Saved entries:
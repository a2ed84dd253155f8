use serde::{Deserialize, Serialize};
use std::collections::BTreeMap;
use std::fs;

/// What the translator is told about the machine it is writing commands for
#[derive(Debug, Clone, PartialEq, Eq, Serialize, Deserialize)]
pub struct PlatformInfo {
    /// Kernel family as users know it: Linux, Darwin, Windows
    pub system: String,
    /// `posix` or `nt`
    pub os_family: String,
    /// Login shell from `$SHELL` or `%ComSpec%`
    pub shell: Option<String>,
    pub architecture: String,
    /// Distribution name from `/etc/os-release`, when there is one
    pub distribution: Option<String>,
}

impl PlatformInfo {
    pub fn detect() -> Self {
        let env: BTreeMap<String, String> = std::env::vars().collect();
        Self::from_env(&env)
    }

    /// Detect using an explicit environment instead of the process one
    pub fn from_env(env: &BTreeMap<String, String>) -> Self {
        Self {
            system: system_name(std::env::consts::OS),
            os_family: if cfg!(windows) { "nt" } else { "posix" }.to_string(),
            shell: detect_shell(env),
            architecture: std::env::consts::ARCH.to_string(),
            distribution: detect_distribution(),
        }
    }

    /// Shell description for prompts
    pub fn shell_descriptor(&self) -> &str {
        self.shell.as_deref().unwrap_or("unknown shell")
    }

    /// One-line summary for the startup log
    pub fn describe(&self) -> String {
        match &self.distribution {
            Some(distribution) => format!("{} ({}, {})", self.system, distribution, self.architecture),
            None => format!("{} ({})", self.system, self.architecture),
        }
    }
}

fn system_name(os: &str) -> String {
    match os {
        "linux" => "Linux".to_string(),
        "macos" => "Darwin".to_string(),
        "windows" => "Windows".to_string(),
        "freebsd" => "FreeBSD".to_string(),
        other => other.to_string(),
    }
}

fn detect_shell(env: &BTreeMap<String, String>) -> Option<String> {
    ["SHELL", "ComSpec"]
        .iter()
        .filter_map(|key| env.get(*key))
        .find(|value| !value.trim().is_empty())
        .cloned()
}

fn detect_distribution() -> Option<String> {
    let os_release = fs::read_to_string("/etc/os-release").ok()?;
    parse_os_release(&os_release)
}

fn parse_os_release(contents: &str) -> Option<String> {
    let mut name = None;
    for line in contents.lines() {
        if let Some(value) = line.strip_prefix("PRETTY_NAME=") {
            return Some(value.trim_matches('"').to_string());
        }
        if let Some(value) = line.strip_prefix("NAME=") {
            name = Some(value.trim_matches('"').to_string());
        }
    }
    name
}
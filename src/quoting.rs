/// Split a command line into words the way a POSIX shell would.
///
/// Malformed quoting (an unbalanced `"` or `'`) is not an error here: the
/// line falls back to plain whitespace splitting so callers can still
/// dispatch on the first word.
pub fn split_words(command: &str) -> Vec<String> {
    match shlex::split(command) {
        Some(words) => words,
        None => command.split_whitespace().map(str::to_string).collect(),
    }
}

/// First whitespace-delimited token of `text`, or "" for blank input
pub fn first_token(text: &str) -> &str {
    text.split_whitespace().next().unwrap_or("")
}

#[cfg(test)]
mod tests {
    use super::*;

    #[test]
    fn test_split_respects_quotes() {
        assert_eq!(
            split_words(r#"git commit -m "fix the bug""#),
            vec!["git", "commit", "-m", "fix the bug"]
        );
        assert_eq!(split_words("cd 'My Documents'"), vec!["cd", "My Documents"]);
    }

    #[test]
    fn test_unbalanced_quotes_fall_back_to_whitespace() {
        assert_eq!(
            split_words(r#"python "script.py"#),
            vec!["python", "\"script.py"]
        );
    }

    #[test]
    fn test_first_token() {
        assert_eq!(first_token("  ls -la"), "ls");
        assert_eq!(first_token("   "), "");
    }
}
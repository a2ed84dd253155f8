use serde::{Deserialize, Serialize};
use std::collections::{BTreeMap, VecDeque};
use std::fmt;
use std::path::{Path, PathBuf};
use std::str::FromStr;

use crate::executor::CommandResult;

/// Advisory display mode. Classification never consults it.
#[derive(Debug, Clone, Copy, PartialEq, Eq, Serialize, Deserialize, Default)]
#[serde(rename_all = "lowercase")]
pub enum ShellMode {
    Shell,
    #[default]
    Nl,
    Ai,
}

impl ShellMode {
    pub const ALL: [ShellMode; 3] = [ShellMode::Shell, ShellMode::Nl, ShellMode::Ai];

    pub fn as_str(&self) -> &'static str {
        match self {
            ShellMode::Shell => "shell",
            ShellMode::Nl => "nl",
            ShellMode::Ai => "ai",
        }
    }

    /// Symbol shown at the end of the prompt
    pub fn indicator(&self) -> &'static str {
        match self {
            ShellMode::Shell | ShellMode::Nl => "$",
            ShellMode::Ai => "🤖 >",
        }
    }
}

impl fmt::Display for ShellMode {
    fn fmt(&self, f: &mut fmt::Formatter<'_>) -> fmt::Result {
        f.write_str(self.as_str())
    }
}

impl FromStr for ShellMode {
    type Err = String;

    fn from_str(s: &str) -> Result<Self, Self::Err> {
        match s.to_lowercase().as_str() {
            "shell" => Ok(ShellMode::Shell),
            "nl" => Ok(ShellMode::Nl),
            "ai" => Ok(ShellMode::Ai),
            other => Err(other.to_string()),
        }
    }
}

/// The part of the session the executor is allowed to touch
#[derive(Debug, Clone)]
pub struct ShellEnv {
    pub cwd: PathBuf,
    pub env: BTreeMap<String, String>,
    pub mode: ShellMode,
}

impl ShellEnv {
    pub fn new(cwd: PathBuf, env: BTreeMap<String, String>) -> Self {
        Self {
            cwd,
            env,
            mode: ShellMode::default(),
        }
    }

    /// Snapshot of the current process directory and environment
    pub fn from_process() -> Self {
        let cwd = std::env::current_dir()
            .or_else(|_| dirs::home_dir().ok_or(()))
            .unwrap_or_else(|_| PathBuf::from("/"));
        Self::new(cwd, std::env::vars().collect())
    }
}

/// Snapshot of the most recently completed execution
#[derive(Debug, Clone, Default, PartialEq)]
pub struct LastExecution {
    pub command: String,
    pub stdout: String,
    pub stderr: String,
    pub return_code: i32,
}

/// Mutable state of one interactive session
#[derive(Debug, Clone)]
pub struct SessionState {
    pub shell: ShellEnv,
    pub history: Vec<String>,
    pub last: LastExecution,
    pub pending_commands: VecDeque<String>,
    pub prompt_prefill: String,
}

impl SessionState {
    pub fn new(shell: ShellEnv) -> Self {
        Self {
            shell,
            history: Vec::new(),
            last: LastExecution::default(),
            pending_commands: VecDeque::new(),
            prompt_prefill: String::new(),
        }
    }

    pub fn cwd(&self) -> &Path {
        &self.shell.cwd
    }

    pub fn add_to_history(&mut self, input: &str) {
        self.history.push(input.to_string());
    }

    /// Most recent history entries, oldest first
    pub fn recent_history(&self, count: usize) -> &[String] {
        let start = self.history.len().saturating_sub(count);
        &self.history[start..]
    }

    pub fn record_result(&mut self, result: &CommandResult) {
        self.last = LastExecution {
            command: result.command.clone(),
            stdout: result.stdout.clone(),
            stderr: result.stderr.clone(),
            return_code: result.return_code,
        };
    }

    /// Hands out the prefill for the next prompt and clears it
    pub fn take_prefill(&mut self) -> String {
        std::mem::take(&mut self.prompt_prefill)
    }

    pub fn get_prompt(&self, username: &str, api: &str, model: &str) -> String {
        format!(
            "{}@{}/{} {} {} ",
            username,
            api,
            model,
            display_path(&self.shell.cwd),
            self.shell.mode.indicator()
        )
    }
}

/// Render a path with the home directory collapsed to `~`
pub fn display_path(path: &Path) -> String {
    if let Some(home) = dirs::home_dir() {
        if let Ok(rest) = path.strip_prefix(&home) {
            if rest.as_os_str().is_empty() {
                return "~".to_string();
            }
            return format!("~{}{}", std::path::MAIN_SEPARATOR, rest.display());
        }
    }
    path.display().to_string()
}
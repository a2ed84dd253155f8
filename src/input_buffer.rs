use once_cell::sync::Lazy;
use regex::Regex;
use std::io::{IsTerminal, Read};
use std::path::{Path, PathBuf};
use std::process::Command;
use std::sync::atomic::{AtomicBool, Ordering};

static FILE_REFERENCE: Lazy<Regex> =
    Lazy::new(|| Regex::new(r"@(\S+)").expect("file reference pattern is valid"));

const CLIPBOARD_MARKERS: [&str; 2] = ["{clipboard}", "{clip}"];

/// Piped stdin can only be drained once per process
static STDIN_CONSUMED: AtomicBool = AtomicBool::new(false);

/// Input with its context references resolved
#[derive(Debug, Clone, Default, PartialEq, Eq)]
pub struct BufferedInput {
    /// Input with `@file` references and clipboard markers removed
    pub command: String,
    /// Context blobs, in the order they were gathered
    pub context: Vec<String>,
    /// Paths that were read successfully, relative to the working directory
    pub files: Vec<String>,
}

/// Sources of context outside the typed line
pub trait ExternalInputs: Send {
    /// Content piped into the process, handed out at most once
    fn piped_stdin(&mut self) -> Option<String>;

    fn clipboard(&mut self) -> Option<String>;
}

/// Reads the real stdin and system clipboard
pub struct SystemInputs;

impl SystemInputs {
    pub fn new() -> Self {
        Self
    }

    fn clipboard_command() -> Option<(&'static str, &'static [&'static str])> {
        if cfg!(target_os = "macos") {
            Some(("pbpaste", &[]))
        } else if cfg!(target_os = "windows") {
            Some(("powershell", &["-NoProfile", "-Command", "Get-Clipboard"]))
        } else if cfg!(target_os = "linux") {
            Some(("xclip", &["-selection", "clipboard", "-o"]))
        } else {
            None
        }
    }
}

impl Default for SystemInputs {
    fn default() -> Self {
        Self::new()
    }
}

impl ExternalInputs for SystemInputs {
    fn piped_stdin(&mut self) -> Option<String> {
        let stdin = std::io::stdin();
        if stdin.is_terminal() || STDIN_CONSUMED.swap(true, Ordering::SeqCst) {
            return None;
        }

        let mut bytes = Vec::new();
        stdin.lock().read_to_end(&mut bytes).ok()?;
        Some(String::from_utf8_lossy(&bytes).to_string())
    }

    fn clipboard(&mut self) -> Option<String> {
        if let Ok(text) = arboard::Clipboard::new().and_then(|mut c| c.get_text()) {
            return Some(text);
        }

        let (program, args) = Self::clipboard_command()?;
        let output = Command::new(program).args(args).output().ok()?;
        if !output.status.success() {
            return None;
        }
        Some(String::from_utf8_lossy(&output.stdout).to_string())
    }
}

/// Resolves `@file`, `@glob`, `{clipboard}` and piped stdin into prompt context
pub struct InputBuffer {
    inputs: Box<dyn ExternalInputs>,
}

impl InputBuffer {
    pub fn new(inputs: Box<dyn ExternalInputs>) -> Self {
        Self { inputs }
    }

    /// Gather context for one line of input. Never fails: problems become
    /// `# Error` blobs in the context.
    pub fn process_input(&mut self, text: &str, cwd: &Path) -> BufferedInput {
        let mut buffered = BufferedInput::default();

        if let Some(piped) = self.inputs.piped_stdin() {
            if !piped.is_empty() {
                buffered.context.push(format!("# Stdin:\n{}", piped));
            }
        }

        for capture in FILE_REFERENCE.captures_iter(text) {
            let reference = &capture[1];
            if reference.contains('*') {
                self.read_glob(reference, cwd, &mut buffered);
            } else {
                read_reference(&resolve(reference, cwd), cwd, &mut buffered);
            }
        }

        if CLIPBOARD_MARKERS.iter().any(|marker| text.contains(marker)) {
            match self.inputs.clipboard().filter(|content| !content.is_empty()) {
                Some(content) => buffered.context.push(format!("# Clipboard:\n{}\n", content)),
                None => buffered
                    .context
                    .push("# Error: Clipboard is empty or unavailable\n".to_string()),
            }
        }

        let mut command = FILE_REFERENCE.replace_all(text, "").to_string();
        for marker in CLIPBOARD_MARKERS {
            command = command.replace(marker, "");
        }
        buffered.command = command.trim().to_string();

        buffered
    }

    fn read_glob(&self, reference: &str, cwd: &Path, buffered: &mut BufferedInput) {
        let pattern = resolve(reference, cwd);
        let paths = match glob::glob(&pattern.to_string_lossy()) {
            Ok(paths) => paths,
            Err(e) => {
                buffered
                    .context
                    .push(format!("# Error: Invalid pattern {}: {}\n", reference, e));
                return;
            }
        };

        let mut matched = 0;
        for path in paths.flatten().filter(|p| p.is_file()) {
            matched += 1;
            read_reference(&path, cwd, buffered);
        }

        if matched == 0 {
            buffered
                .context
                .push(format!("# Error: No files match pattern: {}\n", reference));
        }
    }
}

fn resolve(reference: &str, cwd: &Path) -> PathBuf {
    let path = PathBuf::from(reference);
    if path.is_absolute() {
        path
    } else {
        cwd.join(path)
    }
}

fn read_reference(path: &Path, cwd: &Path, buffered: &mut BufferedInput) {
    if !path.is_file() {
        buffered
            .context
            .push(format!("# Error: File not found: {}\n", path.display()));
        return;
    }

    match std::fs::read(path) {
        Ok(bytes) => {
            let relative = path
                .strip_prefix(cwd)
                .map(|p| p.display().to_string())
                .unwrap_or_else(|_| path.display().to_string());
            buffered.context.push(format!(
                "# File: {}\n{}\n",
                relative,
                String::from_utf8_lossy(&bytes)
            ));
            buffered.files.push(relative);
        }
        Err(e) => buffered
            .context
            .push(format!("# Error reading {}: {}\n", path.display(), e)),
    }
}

Problem requirements
In the data above, find each line that has the word "model" and copy it out.

Worked solution
    pub fn get_prompt(&self, username: &str, api: &str, model: &str) -> String {
            model,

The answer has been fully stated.